Records provided Block Start

//! The simulated core: program counter, run state, and the step engine
//! tying fetch, decode, execute, and timing together.

use crate::bus::{SystemBus, PORT_COUNT};
use crate::disasm::{disassemble_with, DisassembledInstruction};
use crate::encoding::classify_opcode;
use crate::execute;
use crate::fault::Fault;
use crate::memory::DataSpace;
use crate::regs::SFR_P0;
use crate::timing::{machine_cycles, CLOCKS_PER_MACHINE_CYCLE};
use crate::variant::VariantConfig;

/// Execution state of the core.
///
/// A fault latches [`RunState::Halted`]; every later [`Mcs51::step`]
/// returns the same fault until [`Mcs51::initialize`] resets the core.
#[derive(Debug, Clone, Copy, PartialEq, Eq)]
#[cfg_attr(feature = "serde", derive(serde::Deserialize, serde::Serialize))]
pub enum RunState {
    /// The core accepts step requests.
    Running,
    /// The core refused to continue after the contained fault.
    Halted(Fault),
}

impl RunState {
    /// The latched fault, if the core has halted.
    #[must_use]
    pub const fn latched_fault(self) -> Option<Fault> {
        match self {
            Self::Running => None,
            Self::Halted(fault) => Some(fault),
        }
    }
}

/// Point-in-time view of the architecturally visible core state, read
/// leniently so it works against an uninitialized core.
#[derive(Debug, Clone, Copy, PartialEq, Eq)]
#[cfg_attr(feature = "serde", derive(serde::Deserialize, serde::Serialize))]
pub struct DebugSnapshot {
    /// Program counter.
    pub pc: u16,
    /// Program status word.
    pub psw: u8,
    /// Accumulator.
    pub accum: u8,
    /// Stack pointer.
    pub sp: u8,
    /// The currently selected register bank, `R0..=R7`.
    pub registers: [u8; 8],
}

/// One simulated MCS-51 core.
///
/// The core owns its program counter and data space; program memory and
/// port pins live on the host side of the [`SystemBus`] boundary, passed
/// into each call that needs them.
#[derive(Debug)]
pub struct Mcs51 {
    pub(crate) pc: u16,
    pub(crate) data: DataSpace,
    run_state: RunState,
    variant: VariantConfig,
}

impl Mcs51 {
    /// Creates a core for the given variant. No RAM is allocated until
    /// [`Mcs51::initialize`] runs; stepping before that faults.
    #[must_use]
    pub fn new(variant: VariantConfig) -> Self {
        let data = DataSpace::new(variant.data_addr_bits);
        Self {
            pc: 0,
            data,
            run_state: RunState::Running,
            variant,
        }
    }

    /// Resets the core to its power-on state.
    ///
    /// Internal RAM is allocated and zeroed, the program counter, PSW,
    /// and accumulator clear, the stack pointer loads `0x07`, and all
    /// four port latches load `0xFF`. Reset touches latches only; no pin
    /// drive reaches the boundary.
    pub fn initialize(&mut self) {
        self.data.allocate();
        self.pc = 0;
        self.data.set_sp(0x07);
        for port in 0..PORT_COUNT {
            self.data.sfr_write(SFR_P0 + port * 0x10, 0xFF);
        }
        self.run_state = RunState::Running;
    }

    /// Releases internal RAM. The core keeps its configuration and can
    /// be re-initialized, but stepping a shut-down core faults.
    pub fn shutdown(&mut self) {
        self.data.release();
    }

    /// Executes one instruction and reports its cost in clock cycles.
    ///
    /// The instruction retires fully before this returns; there is no
    /// partial progress. After every instruction the PSW parity bit is
    /// recomputed from the accumulator.
    ///
    /// # Errors
    ///
    /// Returns [`Fault::UnimplementedOpcode`] for bytes outside the
    /// implemented subset and [`Fault::AddressOutOfRange`] for RAM access
    /// against an uninitialized core. Either fault halts the core, and
    /// later calls keep returning the latched fault.
    pub fn step(&mut self, bus: &mut dyn SystemBus) -> Result<u32, Fault> {
        if let Some(fault) = self.run_state.latched_fault() {
            return Err(fault);
        }

        let fetch_pc = self.pc & self.program_mask();
        let opcode_byte = self.fetch_byte(bus);
        let Some(opcode) = classify_opcode(opcode_byte) else {
            return Err(self.halt(Fault::UnimplementedOpcode {
                opcode: opcode_byte,
                pc: fetch_pc,
            }));
        };

        if let Err(fault) = execute::execute(self, bus, opcode) {
            return Err(self.halt(fault));
        }
        self.data.recompute_parity();
        Ok(machine_cycles(opcode) * CLOCKS_PER_MACHINE_CYCLE)
    }

    /// Disassembles the instruction at `addr` without touching core
    /// state. Fetches follow the same program-bus masking as execution.
    pub fn disassemble(&self, bus: &mut dyn SystemBus, addr: u16) -> DisassembledInstruction {
        let mask = self.program_mask();
        disassemble_with(
            |byte_addr| bus.read_program_byte(byte_addr & mask),
            &self.variant.symbols,
            addr,
        )
    }

    /// Captures the architecturally visible state for inspection.
    ///
    /// Reads are lenient: against an unallocated core the banked
    /// registers report 0 rather than faulting.
    #[must_use]
    pub fn debug_snapshot(&self) -> DebugSnapshot {
        let mut registers = [0; 8];
        for (index, slot) in registers.iter_mut().enumerate() {
            #[allow(clippy::cast_possible_truncation)]
            let reg = self.data.reg(index as u8);
            *slot = reg.unwrap_or_default();
        }
        DebugSnapshot {
            pc: self.pc,
            psw: self.data.psw(),
            accum: self.data.accum(),
            sp: self.data.sp(),
            registers,
        }
    }

    /// Current program counter.
    #[must_use]
    pub const fn pc(&self) -> u16 {
        self.pc
    }

    /// Current run state.
    #[must_use]
    pub const fn run_state(&self) -> RunState {
        self.run_state
    }

    /// The variant this core was built for.
    #[must_use]
    pub const fn variant(&self) -> &VariantConfig {
        &self.variant
    }

    /// Read access to the data space.
    #[must_use]
    pub const fn data(&self) -> &DataSpace {
        &self.data
    }

    /// Mutable access to the data space, for hosts seeding RAM or SFRs.
    #[allow(clippy::missing_const_for_fn)]
    pub fn data_mut(&mut self) -> &mut DataSpace {
        &mut self.data
    }

    /// Fetches the program byte at the masked program counter and
    /// advances the counter. Masking applies per fetch, not to the
    /// stored counter value.
    pub(crate) fn fetch_byte(&mut self, bus: &mut dyn SystemBus) -> u8 {
        let byte = bus.read_program_byte(self.pc & self.program_mask());
        self.pc = self.pc.wrapping_add(1);
        byte
    }

    const fn program_mask(&self) -> u16 {
        let bits = self.variant.program_addr_bits;
        if bits == 0 || bits >= 16 {
            0xFFFF
        } else {
            (1 << bits) - 1
        }
    }

    #[allow(clippy::missing_const_for_fn)]
    fn halt(&mut self, fault: Fault) -> Fault {
        self.run_state = RunState::Halted(fault);
        fault
    }
}

#[cfg(test)]
mod tests {
    use super::{Mcs51, RunState};
    use crate::bus::{NullBus, SystemBus};
    use crate::fault::Fault;
    use crate::variant::VariantConfig;

    struct RomBus {
        rom: Vec<u8>,
        fetches: Vec<u16>,
    }

    impl RomBus {
        fn new(rom: &[u8]) -> Self {
            Self {
                rom: rom.to_vec(),
                fetches: Vec::new(),
            }
        }
    }

    impl SystemBus for RomBus {
        fn read_program_byte(&mut self, addr: u16) -> u8 {
            self.fetches.push(addr);
            self.rom.get(usize::from(addr)).copied().unwrap_or(0)
        }
    }

    fn initialized() -> Mcs51 {
        let mut cpu = Mcs51::new(VariantConfig::i8051());
        cpu.initialize();
        cpu
    }

    #[test]
    fn initialize_applies_the_reset_values() {
        let cpu = initialized();
        let snapshot = cpu.debug_snapshot();
        assert_eq!(snapshot.pc, 0);
        assert_eq!(snapshot.psw, 0);
        assert_eq!(snapshot.accum, 0);
        assert_eq!(snapshot.sp, 0x07);
        for port in 0..4 {
            assert_eq!(cpu.data().port_latch(port), 0xFF);
        }
    }

    #[test]
    fn fetch_masks_the_program_counter_per_read() {
        let mut cpu = initialized();
        let mut bus = RomBus::new(&[0x74, 0xAA]);
        // A 12-bit program bus wraps 0x1000 to 0x0000 on fetch.
        cpu.pc = 0x1000;
        cpu.step(&mut bus).unwrap();
        assert_eq!(bus.fetches, vec![0x0000, 0x0001]);
        assert_eq!(cpu.pc(), 0x1002);
        assert_eq!(cpu.data().accum(), 0xAA);
    }

    #[test]
    fn unimplemented_opcode_halts_and_latches() {
        let mut cpu = initialized();
        let mut bus = NullBus;

        let fault = Fault::UnimplementedOpcode { opcode: 0, pc: 0 };
        assert_eq!(cpu.step(&mut bus), Err(fault));
        assert_eq!(cpu.run_state(), RunState::Halted(fault));
        assert_eq!(cpu.run_state().latched_fault(), Some(fault));

        // The latch holds across further steps.
        assert_eq!(cpu.step(&mut bus), Err(fault));
        assert_eq!(cpu.step(&mut bus), Err(fault));
    }

    #[test]
    fn initialize_clears_a_latched_fault() {
        let mut cpu = initialized();
        let mut bus = NullBus;
        assert!(cpu.step(&mut bus).is_err());

        cpu.initialize();
        assert_eq!(cpu.run_state(), RunState::Running);
        let mut bus = RomBus::new(&[0x74, 0x01]);
        assert_eq!(cpu.step(&mut bus), Ok(12));
    }

    #[test]
    fn stepping_a_shut_down_core_reports_address_out_of_range() {
        let mut cpu = initialized();
        cpu.shutdown();
        // MOV Rn, #imm writes banked RAM, which is gone.
        let mut bus = RomBus::new(&[0x78, 0x42]);
        assert_eq!(
            cpu.step(&mut bus),
            Err(Fault::AddressOutOfRange { addr: 0x0000 })
        );
        assert!(cpu.run_state().latched_fault().is_some());
    }

    #[test]
    fn snapshot_reads_are_lenient_before_initialize() {
        let cpu = Mcs51::new(VariantConfig::i8051());
        let snapshot = cpu.debug_snapshot();
        assert_eq!(snapshot.registers, [0; 8]);
        assert_eq!(snapshot.sp, 0);
    }

    #[test]
    fn disassemble_applies_program_masking_without_state_changes() {
        let cpu = initialized();
        let mut bus = RomBus::new(&[0x02, 0x0A, 0xBC]);
        let row = cpu.disassemble(&mut bus, 0x1000);
        assert_eq!(row.to_string(), "ljmp $0abc");
        assert_eq!(bus.fetches, vec![0x0000, 0x0001, 0x0002]);
        assert_eq!(cpu.pc(), 0);
    }
}
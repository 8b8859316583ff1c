//! Instruction-set simulator core for the MCS-51 (8051) family.
//!
//! The crate models one core: fetch, decode, execute, the unified data
//! space with its SFR window and bit addressing, flag derivation, and a
//! read-only disassembler sharing the engine's decode table. Program
//! memory and port pins stay on the host side of the [`SystemBus`]
//! boundary.

/// Host-side I/O boundary for program memory and port pins.
pub mod bus;
pub use bus::{NullBus, SystemBus, PORT_COUNT};

/// Fault taxonomy surfaced from the step engine.
pub mod fault;
pub use fault::Fault;

/// Memory model: internal RAM, the SFR window, and the addressing paths.
pub mod memory;
pub use memory::{
    bit_location, DataSpace, BIT_REGION_RAM_BASE, BIT_REGION_SFR_BASE, DIRECT_SFR_THRESHOLD,
    SFR_WINDOW_BASE, SFR_WINDOW_END,
};

/// Register and flag accessors layered over the memory model.
pub mod regs;
pub use regs::{
    bank_register_addr, PSW_AC, PSW_BANK_MASK, PSW_CY, PSW_OV, PSW_P, SFR_ACC, SFR_P0, SFR_P1,
    SFR_P2, SFR_P3, SFR_PSW, SFR_SP,
};

/// Opcode classification shared by the engine and the disassembler.
pub mod encoding;
pub use encoding::{classify_opcode, Opcode};

/// Instruction timing in machine cycles.
pub mod timing;
pub use timing::{machine_cycles, CLOCKS_PER_MACHINE_CYCLE};

/// Opcode handlers and arithmetic flag derivation.
pub mod execute;
pub use execute::{add_with_carry, AluFlags};

/// Read-only disassembly of the implemented opcode subset.
pub mod disasm;
pub use disasm::{disassemble, disassemble_with, DisassembledInstruction};

/// Display names for SFR and bit addresses.
pub mod symbols;
pub use symbols::SymbolTable;

/// Chip-variant parameter sets.
pub mod variant;
pub use variant::VariantConfig;

/// The simulated core and its step engine.
pub mod cpu;
pub use cpu::{DebugSnapshot, Mcs51, RunState};

#[cfg(test)]
use proptest as _;
#[cfg(test)]
use rstest as _;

Records provided Block End

• What the task asks:
Filter the listing above for lines with the word "same", and copy each one you find.

• Answer for the task:
/// returns the same fault until [`Mcs51::initialize`] resets the core.
    /// state. Fetches follow the same program-bus masking as execution.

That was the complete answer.